Prompt. Using the entries that follow, report the number of lines that include the string "BackendErrorKind", without any other text.
---------- Information given
//! Supabase 后端
//!
//! - 行存储：PostgREST，`{base}/rest/v1/{table}`
//! - 认证：GoTrue，`{base}/auth/v1/...`
//!
//! 每个请求都带 `apikey` 头；`Authorization` 优先使用会话 token，
//! 没有会话时退回匿名 key。

use super::traits::{AuthBackend, BackendError, BackendErrorKind, BackendResult, RemoteStore};
use crate::config::{Config, ConfigError};
use crate::logger::sanitize_log_message;
use crate::models::{
    AuthSession, AuthUser, NewPrompt, Prompt, PromptChanges, PromptQuery, SignUpOutcome,
};
use crate::proxy::HttpClientFactory;
use async_trait::async_trait;
use reqwest::{Client, RequestBuilder, Response};
use serde::Deserialize;
use url::Url;

const PROMPTS_TABLE: &str = "prompts";
const PROFILES_TABLE: &str = "profiles";

/// GoTrue token 响应
#[derive(Debug, Deserialize)]
struct TokenResponse {
    access_token: String,
    #[serde(default)]
    refresh_token: Option<String>,
    #[serde(default)]
    expires_in: Option<i64>,
    user: AuthUser,
}

impl From<TokenResponse> for AuthSession {
    fn from(token: TokenResponse) -> Self {
        AuthSession {
            access_token: token.access_token,
            refresh_token: token.refresh_token,
            expires_at: token
                .expires_in
                .map(|secs| chrono::Utc::now() + chrono::Duration::seconds(secs)),
            user: token.user,
        }
    }
}

#[derive(Debug, Clone)]
pub struct SupabaseClient {
    base_url: Url,
    anon_key: String,
    access_token: Option<String>,
    client: Client,
}

impl SupabaseClient {
    pub fn new(base_url: Url, anon_key: impl Into<String>, client: Client) -> Self {
        let mut base_url = base_url;
        // Url::join 会替换最后一段路径，这里保证以 / 结尾
        if !base_url.path().ends_with('/') {
            let path = format!("{}/", base_url.path());
            base_url.set_path(&path);
        }
        Self {
            base_url,
            anon_key: anon_key.into(),
            access_token: None,
            client,
        }
    }

    /// 从配置创建客户端
    pub fn from_config(config: &Config) -> Result<Self, ConfigError> {
        let base_url = config.supabase_base_url()?;
        let client = HttpClientFactory::from_config(&config.http)
            .create_client()
            .map_err(|e| ConfigError::Http(e.to_string()))?;
        Ok(Self::new(base_url, config.supabase.anon_key.trim(), client))
    }

    /// Row requests are sent on behalf of this session.
    pub fn with_access_token(mut self, access_token: Option<String>) -> Self {
        self.access_token = access_token;
        self
    }

    pub fn base_url(&self) -> &Url {
        &self.base_url
    }

    fn endpoint(&self, path: &str) -> BackendResult<Url> {
        self.base_url
            .join(path)
            .map_err(|e| BackendError::new(BackendErrorKind::BadRequest, e.to_string()))
    }

    fn table_url(&self, table: &str) -> BackendResult<Url> {
        self.endpoint(&format!("rest/v1/{table}"))
    }

    fn auth_url(&self, path: &str) -> BackendResult<Url> {
        self.endpoint(&format!("auth/v1/{path}"))
    }

    /// 附加 apikey 与 Authorization 头
    fn authorize(&self, request: RequestBuilder, bearer: Option<&str>) -> RequestBuilder {
        let token = bearer
            .or(self.access_token.as_deref())
            .unwrap_or(&self.anon_key);
        request
            .header("apikey", &self.anon_key)
            .bearer_auth(token)
    }

    async fn send(&self, request: RequestBuilder, operation: &str) -> BackendResult<Response> {
        let response = request.send().await.map_err(|e| {
            tracing::warn!("[Supabase] {} 请求失败: {}", operation, e);
            BackendError::from(e)
        })?;

        let status = response.status();
        if status.is_success() {
            return Ok(response);
        }

        let body = response.text().await.unwrap_or_default();
        tracing::error!(
            "[Supabase] {} 失败: {} - {}",
            operation,
            status.as_u16(),
            sanitize_log_message(&body)
        );
        Err(BackendError::from_status(
            status.as_u16(),
            extract_error_message(&body, status.canonical_reason()),
        ))
    }

    async fn filter_delete(&self, table: &str, column: &str, value: &str) -> BackendResult<()> {
        let url = self.table_url(table)?;
        let request = self
            .client
            .delete(url)
            .query(&[(column, format!("eq.{value}"))]);
        self.send(self.authorize(request, None), "delete").await?;
        Ok(())
    }
}

/// Pulls a readable message out of a PostgREST / GoTrue error body.
pub fn extract_error_message(body: &str, fallback: Option<&str>) -> String {
    if let Ok(value) = serde_json::from_str::<serde_json::Value>(body) {
        for key in ["message", "msg", "error_description", "error"] {
            if let Some(text) = value.get(key).and_then(|v| v.as_str()) {
                if !text.trim().is_empty() {
                    return text.to_string();
                }
            }
        }
    }

    let body = body.trim();
    if !body.is_empty() {
        return body.chars().take(200).collect();
    }
    fallback.unwrap_or("Request failed").to_string()
}

#[async_trait]
impl RemoteStore for SupabaseClient {
    async fn select_prompts(&self, query: &PromptQuery) -> BackendResult<Vec<Prompt>> {
        let url = self.table_url(PROMPTS_TABLE)?;
        let mut params = vec![
            ("select", "*".to_string()),
            ("order", query.order.order_param().to_string()),
        ];
        if query.public_only {
            params.push(("is_public", "eq.true".to_string()));
        }

        let request = self.client.get(url).query(&params);
        let response = self.send(self.authorize(request, None), "select").await?;
        let prompts: Vec<Prompt> = response.json().await?;
        tracing::debug!("[Supabase] 查询到 {} 条 prompt", prompts.len());
        Ok(prompts)
    }

    async fn insert_prompt(&self, prompt: &NewPrompt) -> BackendResult<()> {
        let url = self.table_url(PROMPTS_TABLE)?;
        let request = self
            .client
            .post(url)
            .header("Prefer", "return=minimal")
            .json(&[prompt]);
        self.send(self.authorize(request, None), "insert").await?;
        Ok(())
    }

    async fn update_prompt(&self, id: &str, changes: &PromptChanges) -> BackendResult<()> {
        let url = self.table_url(PROMPTS_TABLE)?;
        let request = self
            .client
            .patch(url)
            .query(&[("id", format!("eq.{id}"))])
            .header("Prefer", "return=minimal")
            .json(changes);
        self.send(self.authorize(request, None), "update").await?;
        Ok(())
    }

    async fn delete_prompt(&self, id: &str) -> BackendResult<()> {
        self.filter_delete(PROMPTS_TABLE, "id", id).await
    }

    async fn delete_profile(&self, user_id: &str) -> BackendResult<()> {
        self.filter_delete(PROFILES_TABLE, "id", user_id).await
    }

    fn name(&self) -> &str {
        "supabase"
    }
}

#[async_trait]
impl AuthBackend for SupabaseClient {
    async fn sign_up(&self, email: &str, password: &str) -> BackendResult<SignUpOutcome> {
        let url = self.auth_url("signup")?;
        let request = self
            .client
            .post(url)
            .json(&serde_json::json!({ "email": email, "password": password }));
        let response = self.send(self.authorize(request, None), "signup").await?;
        let value: serde_json::Value = response.json().await?;

        // 开启邮箱确认时不返回会话，只返回用户
        if value.get("access_token").is_some() {
            let token: TokenResponse = serde_json::from_value(value).map_err(decode_error)?;
            Ok(SignUpOutcome::SignedIn(token.into()))
        } else {
            let user_value = value.get("user").cloned().unwrap_or(value);
            let user: AuthUser = serde_json::from_value(user_value).map_err(decode_error)?;
            Ok(SignUpOutcome::ConfirmationRequired(user))
        }
    }

    async fn sign_in(&self, email: &str, password: &str) -> BackendResult<AuthSession> {
        let url = self.auth_url("token")?;
        let request = self
            .client
            .post(url)
            .query(&[("grant_type", "password")])
            .json(&serde_json::json!({ "email": email, "password": password }));
        let response = self.send(self.authorize(request, None), "sign in").await?;
        let token: TokenResponse = response.json().await?;
        tracing::info!("[Supabase] 登录成功: {}", token.user.id);
        Ok(token.into())
    }

    async fn sign_out(&self, access_token: &str) -> BackendResult<()> {
        let url = self.auth_url("logout")?;
        let request = self.client.post(url);
        self.send(self.authorize(request, Some(access_token)), "sign out")
            .await?;
        Ok(())
    }

    async fn get_user(&self, access_token: &str) -> BackendResult<AuthUser> {
        let url = self.auth_url("user")?;
        let request = self.client.get(url);
        let response = self
            .send(self.authorize(request, Some(access_token)), "get user")
            .await?;
        Ok(response.json().await?)
    }

    async fn update_password(&self, access_token: &str, new_password: &str) -> BackendResult<()> {
        let url = self.auth_url("user")?;
        let request = self
            .client
            .put(url)
            .json(&serde_json::json!({ "password": new_password }));
        self.send(
            self.authorize(request, Some(access_token)),
            "update password",
        )
        .await?;
        Ok(())
    }
}

fn decode_error(err: serde_json::Error) -> BackendError {
    BackendError::new(
        BackendErrorKind::Other,
        format!("Unexpected auth response: {err}"),
    )
}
--------------------
Exercise output. 3